### What the task requires
Where the word "NewToolEvent" shows up in the entries below, please copy the whole line.

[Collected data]
○ ○ ○ ○

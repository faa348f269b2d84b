//! SQLite implementation of the session memory store
//!
//! Shares the database file with the intake queue; owns the `sessions`,
//! `observations` and `summaries` tables.

use super::{
    Observation, RecentObservation, SessionRecord, SessionStore, SessionSummary, StoredBatch,
};
use crate::util::now_epoch_ms;
use anyhow::{Context, Result};
use r2d2::{Pool, PooledConnection};
use r2d2_sqlite::SqliteConnectionManager;
use rusqlite::{params, Connection, OptionalExtension, TransactionBehavior};
use std::path::Path;

pub struct SqliteMemoryStore {
    pool: Pool<SqliteConnectionManager>,
}

impl SqliteMemoryStore {
    /// Open (or create) the memory tables in the given database file.
    pub fn open(db_path: impl AsRef<Path>) -> Result<Self> {
        if let Some(parent) = db_path.as_ref().parent() {
            let _ = std::fs::create_dir_all(parent);
        }

        let manager = SqliteConnectionManager::file(db_path).with_init(|conn| {
            conn.execute_batch(
                r#"
                PRAGMA journal_mode=WAL;
                PRAGMA synchronous=NORMAL;
                PRAGMA busy_timeout=5000;
                "#,
            )
        });
        let pool = Pool::builder()
            .max_size(4)
            .build(manager)
            .context("Failed to build memory store pool")?;

        let conn = pool.get()?;
        Self::init_schema(&conn)?;

        Ok(Self { pool })
    }

    fn conn(&self) -> Result<PooledConnection<SqliteConnectionManager>> {
        Ok(self.pool.get()?)
    }

    fn init_schema(conn: &Connection) -> Result<()> {
        conn.execute_batch(
            r#"
            -- Registered assistant sessions
            CREATE TABLE IF NOT EXISTS sessions (
                id INTEGER PRIMARY KEY AUTOINCREMENT,
                content_session_id TEXT NOT NULL UNIQUE,
                memory_session_id TEXT,
                project TEXT,
                started_at_epoch INTEGER NOT NULL
            );
            CREATE INDEX IF NOT EXISTS idx_sessions_memory ON sessions(memory_session_id);

            -- Observations derived from raw tool events
            CREATE TABLE IF NOT EXISTS observations (
                id INTEGER PRIMARY KEY AUTOINCREMENT,
                memory_session_id TEXT NOT NULL,
                project TEXT,
                kind TEXT NOT NULL,
                title TEXT NOT NULL,
                subtitle TEXT,
                facts TEXT,            -- JSON array
                narrative TEXT,
                concepts TEXT,         -- JSON array
                files_read TEXT,       -- JSON array
                files_modified TEXT,   -- JSON array
                prompt_number INTEGER,
                discovery_tokens INTEGER NOT NULL DEFAULT 0,
                created_at_epoch INTEGER NOT NULL
            );
            CREATE INDEX IF NOT EXISTS idx_observations_project
                ON observations(project, created_at_epoch);
            CREATE INDEX IF NOT EXISTS idx_observations_session
                ON observations(memory_session_id);

            -- End-of-turn session summaries
            CREATE TABLE IF NOT EXISTS summaries (
                id INTEGER PRIMARY KEY AUTOINCREMENT,
                memory_session_id TEXT NOT NULL,
                project TEXT,
                request TEXT,
                investigated TEXT,
                learned TEXT,
                completed TEXT,
                next_steps TEXT,
                notes TEXT,
                created_at_epoch INTEGER NOT NULL
            );
            CREATE INDEX IF NOT EXISTS idx_summaries_session
                ON summaries(memory_session_id);
            "#,
        )?;
        Ok(())
    }

    /// Register a content session, creating the row and assigning a memory
    /// session id on first sight. Idempotent: re-posting the same content
    /// session returns the existing record.
    pub fn register_content_session(
        &self,
        content_session_id: &str,
        project: Option<&str>,
    ) -> Result<SessionRecord> {
        let conn = self.conn()?;

        // INSERT OR IGNORE makes concurrent registrations of the same
        // content session converge on one row; the generated memory id is
        // simply discarded when the row already exists.
        let now = now_epoch_ms();
        let memory_session_id = Self::generate_memory_session_id(now);
        conn.execute(
            "INSERT OR IGNORE INTO sessions
                 (content_session_id, memory_session_id, project, started_at_epoch)
             VALUES (?1, ?2, ?3, ?4)",
            params![content_session_id, memory_session_id, project, now],
        )?;

        let record = conn
            .query_row(
                "SELECT id, content_session_id, memory_session_id, project
                 FROM sessions WHERE content_session_id = ?1",
                params![content_session_id],
                Self::map_session_row,
            )
            .optional()?
            .ok_or_else(|| anyhow::anyhow!("Session row vanished after insert"))?;
        Ok(record)
    }

    /// Memory session ids are timestamp + short random suffix, unique enough
    /// for a single-host store without pulling in a UUID dependency.
    fn generate_memory_session_id(now_ms: i64) -> String {
        use std::collections::hash_map::RandomState;
        use std::hash::{BuildHasher, Hasher};

        let random = RandomState::new().build_hasher().finish();
        format!("mem-{}-{:04x}", now_ms, random & 0xFFFF)
    }

    fn map_session_row(row: &rusqlite::Row<'_>) -> rusqlite::Result<SessionRecord> {
        Ok(SessionRecord {
            id: row.get(0)?,
            content_session_id: row.get(1)?,
            memory_session_id: row.get(2)?,
            project: row.get(3)?,
        })
    }
}

impl SessionStore for SqliteMemoryStore {
    fn get_session_by_id(&self, session_db_id: i64) -> Result<Option<SessionRecord>> {
        let conn = self.conn()?;
        let record = conn
            .query_row(
                "SELECT id, content_session_id, memory_session_id, project
                 FROM sessions WHERE id = ?1",
                params![session_db_id],
                Self::map_session_row,
            )
            .optional()?;
        Ok(record)
    }

    fn store_observations(
        &self,
        memory_session_id: &str,
        project: Option<&str>,
        observations: &[Observation],
        summary: Option<&SessionSummary>,
        prompt_number: Option<i64>,
        discovery_tokens: i64,
    ) -> Result<StoredBatch> {
        let mut conn = self.conn()?;
        let tx = conn.transaction_with_behavior(TransactionBehavior::Immediate)?;
        let now = now_epoch_ms();

        let mut batch = StoredBatch::default();
        for obs in observations {
            tx.execute(
                "INSERT INTO observations
                     (memory_session_id, project, kind, title, subtitle, facts, narrative,
                      concepts, files_read, files_modified, prompt_number, discovery_tokens,
                      created_at_epoch)
                 VALUES (?1, ?2, ?3, ?4, ?5, ?6, ?7, ?8, ?9, ?10, ?11, ?12, ?13)",
                params![
                    memory_session_id,
                    project,
                    obs.kind,
                    obs.title,
                    obs.subtitle,
                    serde_json::to_string(&obs.facts)?,
                    obs.narrative,
                    serde_json::to_string(&obs.concepts)?,
                    serde_json::to_string(&obs.files_read)?,
                    serde_json::to_string(&obs.files_modified)?,
                    prompt_number,
                    discovery_tokens,
                    now,
                ],
            )?;
            batch.observation_ids.push(tx.last_insert_rowid());
        }

        if let Some(summary) = summary {
            tx.execute(
                "INSERT INTO summaries
                     (memory_session_id, project, request, investigated, learned, completed,
                      next_steps, notes, created_at_epoch)
                 VALUES (?1, ?2, ?3, ?4, ?5, ?6, ?7, ?8, ?9)",
                params![
                    memory_session_id,
                    project,
                    summary.request,
                    summary.investigated,
                    summary.learned,
                    summary.completed,
                    summary.next_steps,
                    summary.notes,
                    now,
                ],
            )?;
            batch.summary_id = Some(tx.last_insert_rowid());
        }

        tx.commit()?;
        Ok(batch)
    }

    fn get_recent_observations(
        &self,
        project: &str,
        limit: usize,
    ) -> Result<Vec<RecentObservation>> {
        let conn = self.conn()?;
        let mut stmt = conn.prepare(
            "SELECT kind, title, subtitle FROM observations
             WHERE project = ?1
             ORDER BY created_at_epoch DESC, id DESC
             LIMIT ?2",
        )?;
        let rows = stmt.query_map(params![project, limit as i64], |row| {
            let kind: String = row.get(0)?;
            let title: String = row.get(1)?;
            let subtitle: Option<String> = row.get(2)?;
            Ok(RecentObservation {
                kind,
                text: match subtitle {
                    Some(sub) if !sub.is_empty() => format!("{}: {}", title, sub),
                    _ => title,
                },
            })
        })?;

        let mut recent = Vec::new();
        for row in rows {
            recent.push(row?);
        }
        Ok(recent)
    }
}
//! OpenRouter provider (OpenAI chat-completions shape)

use super::{excerpt, Completion, CompletionClient, CompletionRequest, LlmError, REQUEST_TIMEOUT};
use serde::Deserialize;
use std::sync::OnceLock;

const DEFAULT_API_BASE: &str = "https://openrouter.ai/api/v1";

pub struct OpenRouterClient {
    /// Built lazily on the calling worker thread; a blocking reqwest client
    /// must not be constructed on the async intake runtime.
    client: OnceLock<reqwest::blocking::Client>,
    base_url: String,
    api_key: Option<String>,
    model: String,
}

impl OpenRouterClient {
    pub fn new(api_key: Option<String>, model: String) -> Self {
        Self {
            client: OnceLock::new(),
            base_url: DEFAULT_API_BASE.to_string(),
            api_key,
            model,
        }
    }

    fn http(&self) -> &reqwest::blocking::Client {
        self.client.get_or_init(|| {
            reqwest::blocking::Client::builder()
                .timeout(REQUEST_TIMEOUT)
                .build()
                .unwrap_or_default()
        })
    }

    #[cfg(test)]
    fn with_base_url(mut self, base_url: impl Into<String>) -> Self {
        self.base_url = base_url.into();
        self
    }

    fn parse_response(body: &str) -> Result<Completion, LlmError> {
        let parsed: ChatCompletionResponse = serde_json::from_str(body)
            .map_err(|e| LlmError::Internal(format!("Failed to parse response: {}", e)))?;

        let content = parsed
            .choices
            .into_iter()
            .next()
            .and_then(|c| c.message.content)
            .unwrap_or_default();

        Ok(Completion {
            content,
            total_tokens: parsed.usage.map(|u| u.total_tokens).unwrap_or(0),
        })
    }
}

#[derive(Debug, Deserialize)]
struct ChatCompletionResponse {
    #[serde(default)]
    choices: Vec<ChatChoice>,
    usage: Option<ChatUsage>,
}

#[derive(Debug, Deserialize)]
struct ChatChoice {
    message: ChatMessage,
}

#[derive(Debug, Deserialize)]
struct ChatMessage {
    content: Option<String>,
}

#[derive(Debug, Deserialize)]
struct ChatUsage {
    total_tokens: i64,
}

impl CompletionClient for OpenRouterClient {
    fn name(&self) -> &'static str {
        "openrouter"
    }

    fn complete(&self, request: &CompletionRequest) -> Result<Completion, LlmError> {
        let api_key = self.api_key.as_deref().ok_or(LlmError::AuthMissing {
            provider: "openrouter",
        })?;

        let url = format!("{}/chat/completions", self.base_url.trim_end_matches('/'));
        let response = self
            .http()
            .post(&url)
            .header("Authorization", format!("Bearer {}", api_key))
            .json(&serde_json::json!({
                "model": self.model,
                "messages": [{"role": "user", "content": request.prompt}],
                "temperature": request.temperature,
                "max_tokens": request.max_tokens,
            }))
            .send()
            .map_err(LlmError::from_reqwest)?;

        let status = response.status();
        let body = response.text().map_err(LlmError::from_reqwest)?;

        if !status.is_success() {
            return Err(LlmError::Upstream {
                status: status.as_u16(),
                message: excerpt(&body),
            });
        }

        Self::parse_response(&body)
    }
}
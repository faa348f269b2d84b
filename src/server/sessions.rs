//! Session intake endpoints
//!
//! Field naming mirrors what the hook scripts send: camelCase for the
//! session identifiers, snake_case for the tool payload fields.

use super::{ApiError, AppState};
use crate::queue::{NewSummaryRequest, NewToolEvent, QueueStats};
use axum::{extract::State, Json};
use serde::{Deserialize, Serialize};

/// Request body for POST /api/sessions/init
#[derive(Debug, Deserialize)]
pub struct InitSessionRequest {
    #[serde(rename = "contentSessionId")]
    pub content_session_id: String,
    pub project: Option<String>,
    /// First user prompt of the session; accepted for hook-API symmetry,
    /// currently unused beyond validation
    #[allow(dead_code)]
    pub prompt: Option<String>,
}

#[derive(Debug, Serialize)]
pub struct InitSessionResponse {
    #[serde(rename = "sessionDbId")]
    pub session_db_id: i64,
    #[serde(rename = "memorySessionId")]
    pub memory_session_id: Option<String>,
}

/// POST /api/sessions/init - register a content session
///
/// Idempotent: hooks fire on every session start and may retry; re-posting
/// an already-known content session returns the existing ids.
pub async fn init_session(
    State(state): State<AppState>,
    Json(request): Json<InitSessionRequest>,
) -> Result<Json<InitSessionResponse>, ApiError> {
    if request.content_session_id.trim().is_empty() {
        return Err(ApiError::BadRequest(
            "contentSessionId must not be empty".to_string(),
        ));
    }

    let record = state
        .memory
        .register_content_session(&request.content_session_id, request.project.as_deref())
        .map_err(|e| ApiError::StorageUnavailable(e.to_string()))?;

    tracing::info!(
        session_db_id = record.id,
        content_session_id = %record.content_session_id,
        "Session registered"
    );

    Ok(Json(InitSessionResponse {
        session_db_id: record.id,
        memory_session_id: record.memory_session_id,
    }))
}

/// Request body for POST /api/sessions/observations
#[derive(Debug, Deserialize)]
pub struct ObservationRequest {
    #[serde(rename = "sessionDbId")]
    pub session_db_id: i64,
    #[serde(rename = "contentSessionId")]
    pub content_session_id: String,
    pub tool_name: String,
    pub tool_input: Option<serde_json::Value>,
    pub tool_response: Option<serde_json::Value>,
    pub cwd: Option<String>,
    pub prompt_number: Option<i64>,
    pub project: Option<String>,
}

#[derive(Debug, Serialize)]
pub struct ObservationResponse {
    pub id: i64,
}

/// POST /api/sessions/observations - capture one raw tool event
///
/// Returns as soon as the row is durable; summarization happens later on
/// the worker thread.
pub async fn post_observation(
    State(state): State<AppState>,
    Json(request): Json<ObservationRequest>,
) -> Result<Json<ObservationResponse>, ApiError> {
    if request.tool_name.trim().is_empty() {
        return Err(ApiError::BadRequest("tool_name must not be empty".to_string()));
    }

    let id = state.queue.insert_event(NewToolEvent {
        session_db_id: request.session_db_id,
        content_session_id: request.content_session_id,
        tool_name: request.tool_name,
        tool_input: request.tool_input.map(|v| v.to_string()),
        tool_response: request.tool_response.map(|v| v.to_string()),
        cwd: request.cwd,
        prompt_number: request.prompt_number,
        project: request.project,
    })?;

    Ok(Json(ObservationResponse { id }))
}

/// Request body for POST /api/sessions/summary
#[derive(Debug, Deserialize)]
pub struct SummaryRequestBody {
    #[serde(rename = "sessionDbId")]
    pub session_db_id: i64,
    #[serde(rename = "contentSessionId")]
    pub content_session_id: String,
    pub project: Option<String>,
    pub user_prompt: Option<String>,
    pub last_assistant_message: Option<String>,
    pub memory_session_id: Option<String>,
}

#[derive(Debug, Serialize)]
pub struct SummaryResponse {
    pub id: i64,
}

/// POST /api/sessions/summary - request an end-of-turn summary
///
/// 409 when the session already has a request in flight.
pub async fn post_summary(
    State(state): State<AppState>,
    Json(request): Json<SummaryRequestBody>,
) -> Result<Json<SummaryResponse>, ApiError> {
    let id = state.queue.insert_summary_request(NewSummaryRequest {
        session_db_id: request.session_db_id,
        content_session_id: request.content_session_id,
        memory_session_id: request.memory_session_id,
        project: request.project,
        user_prompt: request.user_prompt,
        last_assistant_message: request.last_assistant_message,
    })?;

    Ok(Json(SummaryResponse { id }))
}

/// Response for GET /api/stats
#[derive(Debug, Serialize)]
pub struct StatsResponse {
    pub events: QueueStats,
    pub summaries: QueueStats,
    pub tracked_processes: usize,
    pub reaper: crate::procs::ReaperTotals,
}

/// GET /api/stats - queue depths, tracker depth, orphan-scan totals
pub async fn get_stats(State(state): State<AppState>) -> Result<Json<StatsResponse>, ApiError> {
    Ok(Json(StatsResponse {
        events: state.queue.event_stats()?,
        summaries: state.queue.summary_stats()?,
        tracked_processes: state.tracker.len(),
        reaper: state.reaper.totals(),
    }))
}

○ ○ ○ ○

### Your solution
use crate::queue::{NewSummaryRequest, NewToolEvent, QueueStats};
    let id = state.queue.insert_event(NewToolEvent {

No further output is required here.